Stored items »

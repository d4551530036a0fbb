#![forbid(unsafe_code)]
#![deny(
    warnings,
    dead_code,
    unused,
    unused_imports,
    unused_must_use,
    unreachable_pub,
    clippy::all,
    clippy::pedantic,
    clippy::nursery,
    rustdoc::broken_intra_doc_links,
    rustdoc::bare_urls,
    missing_docs
)]

//! Logging primitives shared across the photoframe client workspace.
//!
//! Layout: `init.rs` (subscriber installation and logging configuration),
//! `error.rs` (telemetry error type).

pub mod error;
pub mod init;

pub use error::{Result, TelemetryError};
pub use init::{DEFAULT_LOG_LEVEL, LogFormat, LoggingConfig, build_sha, init_logging};
//! Output renderers and formatting helpers for CLI commands.

use anyhow::anyhow;
use photoframe_api::Settings;
use serde_json::Value;

use crate::cli::OutputFormat;
use crate::client::{CliError, CliResult};

pub(crate) fn render_settings(settings: &Settings, format: OutputFormat) -> CliResult<()> {
    match format {
        OutputFormat::Json => println!("{}", to_pretty_json(settings)?),
        OutputFormat::Table => print!("{}", settings_table(settings)),
    }
    Ok(())
}

pub(crate) fn render_value(value: &Value, format: OutputFormat) -> CliResult<()> {
    match format {
        OutputFormat::Json => println!("{}", to_pretty_json(value)?),
        OutputFormat::Table => print!("{}", value_table(value)),
    }
    Ok(())
}

fn to_pretty_json<T: serde::Serialize + ?Sized>(value: &T) -> CliResult<String> {
    serde_json::to_string_pretty(value)
        .map_err(|err| CliError::failure(anyhow!("failed to format JSON: {err}")))
}

/// Two aligned columns, keys in sorted order.
pub(crate) fn settings_table(settings: &Settings) -> String {
    if settings.is_empty() {
        return "no settings\n".to_string();
    }
    let width = settings.keys().map(String::len).max().unwrap_or(0).max(3);
    let mut out = format!("{:<width$}  VALUE\n", "KEY");
    for (key, value) in settings {
        out.push_str(&format!("{key:<width$}  {value}\n"));
    }
    out
}

/// Objects render as `key: value` lines, arrays one compact element per line.
pub(crate) fn value_table(value: &Value) -> String {
    match value {
        Value::Object(map) if !map.is_empty() => map
            .iter()
            .map(|(key, value)| format!("{key}: {}\n", scalar(value)))
            .collect(),
        Value::Array(items) if !items.is_empty() => items
            .iter()
            .map(|item| format!("{}\n", scalar(item)))
            .collect(),
        Value::Object(_) | Value::Array(_) | Value::Null => "(empty)\n".to_string(),
        other => format!("{}\n", scalar(other)),
    }
}

fn scalar(value: &Value) -> String {
    match value {
        Value::String(text) => text.clone(),
        other => other.to_string(),
    }
}
//! Command handlers grouped by backend concern.

pub(crate) mod settings;
pub(crate) mod status;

PROMPT » Your answer must be the lines from the first line of the entries above through the line that contains "use photoframe_api::Settings;", written out exactly.

SOLVED PROBLEM »
repository d4551530036a0fbb
#![forbid(unsafe_code)]
#![deny(
    warnings,
    dead_code,
    unused,
    unused_imports,
    unused_must_use,
    unreachable_pub,
    clippy::all,
    clippy::pedantic,
    clippy::nursery,
    rustdoc::broken_intra_doc_links,
    rustdoc::bare_urls,
    missing_docs
)]

//! Logging primitives shared across the photoframe client workspace.
//!
//! Layout: `init.rs` (subscriber installation and logging configuration),
//! `error.rs` (telemetry error type).

pub mod error;
pub mod init;

pub use error::{Result, TelemetryError};
pub use init::{DEFAULT_LOG_LEVEL, LogFormat, LoggingConfig, build_sha, init_logging};
//! Output renderers and formatting helpers for CLI commands.

use anyhow::anyhow;
use photoframe_api::Settings;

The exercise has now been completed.